Abascal elogia el discurso histórico del Papa pero denuncia que las Cortes amparan a “una mafia corrupta”
El líder de Vox desvincula las llamadas a la acogida de León XIV de la “política práctica” y defiende que la doctrina migratoria de la Santa Sede coincide con la firmeza de su partido.

La histórica visita apostólica del Papa León XIV a las Cortes Generales ha derivado, de forma inmediata, en un nuevo y encarnizado cruce de reproches en la primera línea de la política nacional.
Al término de la sesión solemne en el hemiciclo, el presidente de Vox, Santiago Abascal, compareció ante los medios de comunicación en el Congreso de los Diputados para ofrecer una valoración del discurso papal.
Aunque el dirigente conservador calificó la intervención del Pontífice de “histórica” y “tremendamente elogiosa” para con la identidad y el devenir histórico de España, declinó sumarse al clima de distensión institucional, aprovechando la presencia de los medios para lanzar una severa acusación contra el Ejecutivo presidido por Pedro Sánchez.
Abascal lamentó de forma explícita el contexto político en el que se ha producido este hito institucional.
Según el líder de Vox, el actual Parlamento de la nación está sosteniendo a lo que definió sin ambages como “una mafia corrupta instalada en el Gobierno”.
En su declaración, el dirigente acusó al bloque gubernamental no solo de haber malversado fondos públicos y generado perjuicios irreparables, sino de implementar una estrategia deliberada desde las estructuras del Estado para encubrir supuestos ilícitos penales mediante el amordazamiento y la coacción sistemática a miembros de la judicatura, la fiscalía y los cuerpos de seguridad del Estado, en referencia a la Policía Nacional y la Guardia Civil.
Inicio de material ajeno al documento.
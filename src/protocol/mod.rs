//! Command-frame protocol
//!
//! This module defines the SIO command and data frames, their codec, the
//! handshake bytes sent back to the host and the per-exchange state machine
//! that dispatches commands to a [`Device`].

pub mod codec;
pub mod frame;
pub mod handler;

pub use self::codec::CommandFrameCodec;
pub use self::frame::{checksum, data_frame, CommandFrame, COMMAND_FRAME_LEN};
pub use self::handler::{
    CommandTable, Device, ExchangeOutcome, ExchangeState, FrameHandler, Operation,
};

use tracing::trace;

use crate::core::Result;
use crate::transport::Port;

/// Command accepted
pub const ACK: u8 = b'A';

/// Command rejected
pub const NAK: u8 = b'N';

/// Operation finished successfully, precedes any reply data
pub const COMPLETE: u8 = b'C';

/// Operation failed after it was accepted
pub const ERROR: u8 = b'E';

/// Handshake signals sent to the host
#[derive(Debug, Clone, Copy, PartialEq, Eq)]
pub enum Handshake {
    /// Command accepted, processing starts immediately
    Ack,
    /// Command accepted once its payload has been validated
    LateAck,
    /// Bad checksum or unknown command
    Nak,
    /// Operation succeeded
    Complete,
    /// Operation failed
    Error,
}

impl Handshake {
    /// Byte transmitted on the bus for this signal
    ///
    /// The deferred acknowledge uses the same byte as a plain one; the host
    /// tells them apart by when it arrives.
    pub fn byte(self) -> u8 {
        match self {
            Handshake::Ack | Handshake::LateAck => ACK,
            Handshake::Nak => NAK,
            Handshake::Complete => COMPLETE,
            Handshake::Error => ERROR,
        }
    }
}

/// Sends a single handshake byte
pub fn send_handshake(port: &mut dyn Port, handshake: Handshake) -> Result<()> {
    trace!("handshake {:?}", handshake);
    port.write_byte(handshake.byte())?;
    Ok(())
}

/// Sends `Complete` followed by `data` as a checksummed data frame
pub fn send_reply(port: &mut dyn Port, data: &[u8]) -> Result<()> {
    send_handshake(port, Handshake::Complete)?;
    port.write(&data_frame(data))?;
    port.flush()
}

#[cfg(test)]
mod tests {
    use super::*;
    use crate::transport::MemoryPort;

    #[test]
    fn test_handshake_bytes() {
        assert_eq!(Handshake::Ack.byte(), 0x41);
        assert_eq!(Handshake::Nak.byte(), 0x4E);
        assert_eq!(Handshake::Complete.byte(), 0x43);
        assert_eq!(Handshake::Error.byte(), 0x45);
        assert_eq!(Handshake::LateAck.byte(), ACK);
    }

    #[test]
    fn test_send_reply() {
        let mut port = MemoryPort::new(19200);
        send_reply(&mut port, &[1, 2, 3]).unwrap();
        assert_eq!(port.tx(), &[COMPLETE, 1, 2, 3, 6]);
    }
}
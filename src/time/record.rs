use std::fmt;

use chrono::{Datelike, Timelike};

/// Bytes in a time reply
pub const TIME_RECORD_LEN: usize = 6;

/// Broken-down local time as sent to the host
///
/// Each field is one byte taken straight from the calendar computation, with
/// the month made 1-based and the year counted from 2000. Values that do not
/// fit a byte are truncated.
#[derive(Debug, Clone, Copy, PartialEq, Eq)]
pub struct TimeRecord {
    pub day: u8,
    pub month: u8,
    pub year: u8,
    pub hour: u8,
    pub minute: u8,
    pub second: u8,
}

impl TimeRecord {
    #[cfg(unix)]
    pub(crate) fn from_tm(tm: &libc::tm) -> Self {
        TimeRecord {
            day: tm.tm_mday as u8,
            month: (tm.tm_mon + 1) as u8,
            year: (tm.tm_year - 100) as u8,
            hour: tm.tm_hour as u8,
            minute: tm.tm_min as u8,
            second: tm.tm_sec as u8,
        }
    }

    pub fn from_datetime<T: Datelike + Timelike>(dt: &T) -> Self {
        TimeRecord {
            day: dt.day() as u8,
            month: dt.month() as u8,
            year: (dt.year() - 2000) as u8,
            hour: dt.hour() as u8,
            minute: dt.minute() as u8,
            second: dt.second() as u8,
        }
    }

    /// Wire order: day, month, year, hour, minute, second
    pub fn to_bytes(&self) -> [u8; TIME_RECORD_LEN] {
        [self.day, self.month, self.year, self.hour, self.minute, self.second]
    }
}

impl fmt::Display for TimeRecord {
    fn fmt(&self, f: &mut fmt::Formatter<'_>) -> fmt::Result {
        write!(
            f,
            "{:02}/{:02}/{:02} {:02}:{:02}:{:02}",
            self.year, self.month, self.day, self.hour, self.minute, self.second
        )
    }
}

#[cfg(test)]
mod tests {
    use super::*;
    use chrono::{TimeZone, Utc};

    #[test]
    fn test_from_datetime() {
        let dt = Utc.with_ymd_and_hms(2024, 3, 15, 12, 34, 56).unwrap();
        let record = TimeRecord::from_datetime(&dt);
        assert_eq!(record.to_bytes(), [15, 3, 24, 12, 34, 56]);
        assert_eq!(record.to_string(), "24/03/15 12:34:56");
    }

    #[test]
    fn test_january_is_month_one() {
        let dt = Utc.with_ymd_and_hms(2000, 1, 1, 0, 0, 0).unwrap();
        assert_eq!(TimeRecord::from_datetime(&dt).to_bytes(), [1, 1, 0, 0, 0, 0]);
    }
}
Interpelado de forma directa por los periodistas respecto a las reflexiones de León XIV en materia migratoria —donde el Pontífice apeló al amparo de la dignidad del extranjero y del refugiado—, Abascal rechazó la existencia de cualquier tipo de contradicción entre el magisterio de la Iglesia católica y los postulados programáticos de su formación.
El dirigente constitucionalista argumentó que resulta fundamental diferenciar el plano de los discursos morales propios de un líder religioso de la ejecución de la “política práctica” que compete de forma exclusiva a los Estados soberanos.
“La necesidad de acogida al débil, al inmigrante o al extranjero es perfectamente compatible con las leyes de los Estados, tal y como reivindica el propio León XIV”, defendió Abascal ante las preguntas de la prensa.
Para fundamentar su postura, el presidente de Vox recurrió a una comparativa con la propia normativa interna de la Santa Sede.
El líder político alabó la rigidez de la política migratoria del Estado de la Ciudad del Vaticano, recordando que el acceso ilegal o violento a su territorio conlleva sanciones de multa, penas de privación de libertad y la prohibición de entrada.
“A mí me gustaría una política migratoria igual para España”, apostilló, señalando además que el discurso del Santo Padre también incorporó elementos clave como el combate frontal a las mafias del tráfico de personas y el derecho intrínseco de los ciudadanos a permanecer con dignidad en sus tierras de origen.

La comparecencia también registró momentos de fricción con los informadores cuando se le cuestionó por la actitud de su grupo parlamentario dentro del hemiciclo.
Ante la afirmación de una periodista que apuntaba a que el diputado de Vox, José María Hernández Quero, se había abstenido de aplaudir la intervención de León XIV, Abascal desmintió de forma tajante la información, instando a los profesionales de la comunicación a cotejar los registros audiovisuales de la sesión antes de verter acusaciones infundadas.
Finalmente, el líder de la oposición derechista fijó su postura sobre las constantes apelaciones del Papa a reducir la polarización en la vida pública.
Abascal se mostró favorable a rebajar la tensión, pero acotó dicho principio exclusivamente a la relación “entre los políticos honrados” con el fin de alcanzar acuerdos de Estado dirigidos a combatir la delincuencia.
En una última advertencia, sentenció que ninguna llamada a la concordia institucional debe ser interpretada como una exigencia de silencio civil o parlamentario frente a las presuntas corrupciones del sanchismo, ratificando que Vox mantendrá su estrategia de confrontación total contra la gestión del Ejecutivo central.